### Task statement:
Report how many lines in the entries below hold the word "addr". Your answer is that number alone.

### Information provided:
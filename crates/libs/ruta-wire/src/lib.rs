//! # ruta-wire
//!
//! Packet model and JSON wire codec for the ruta routing daemon.
//!
//! Every packet that crosses a link is one JSON object:
//!
//! ```text
//! { "proto": "flooding"|"dijkstra"|"lsr",
//!   "type":  "message"|"echo"|"echo_reply"|"hello"|"info"|"lsa",
//!   "from":  "<node-id>", "to": "<node-id>"|"broadcast"|"multicast",
//!   "ttl":   <int>,
//!   "headers": { "msg_id": "<hex>", "path": ["<id>", ...], ... },
//!   "payload": <string or JSON> }
//! ```
//!
//! `headers.msg_id` is a 128-bit hex identifier used network-wide for
//! duplicate suppression; `headers.path` is a rolling three-entry window of
//! recent forwarders used as a cheap cycle guard. Peers running older
//! firmware emit `headers` as a bare list of node ids (the path); decoding
//! accepts both shapes and the list form is upgraded to the map form on
//! first mutation.

pub mod addr;
pub mod headers;
pub mod packet;

pub use addr::{Destination, NodeId};
pub use headers::{fresh_msg_id, HeaderMap, Headers, PATH_WINDOW};
pub use packet::{Packet, PacketKind, Proto, WireError, DEFAULT_TTL};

### Result below:
2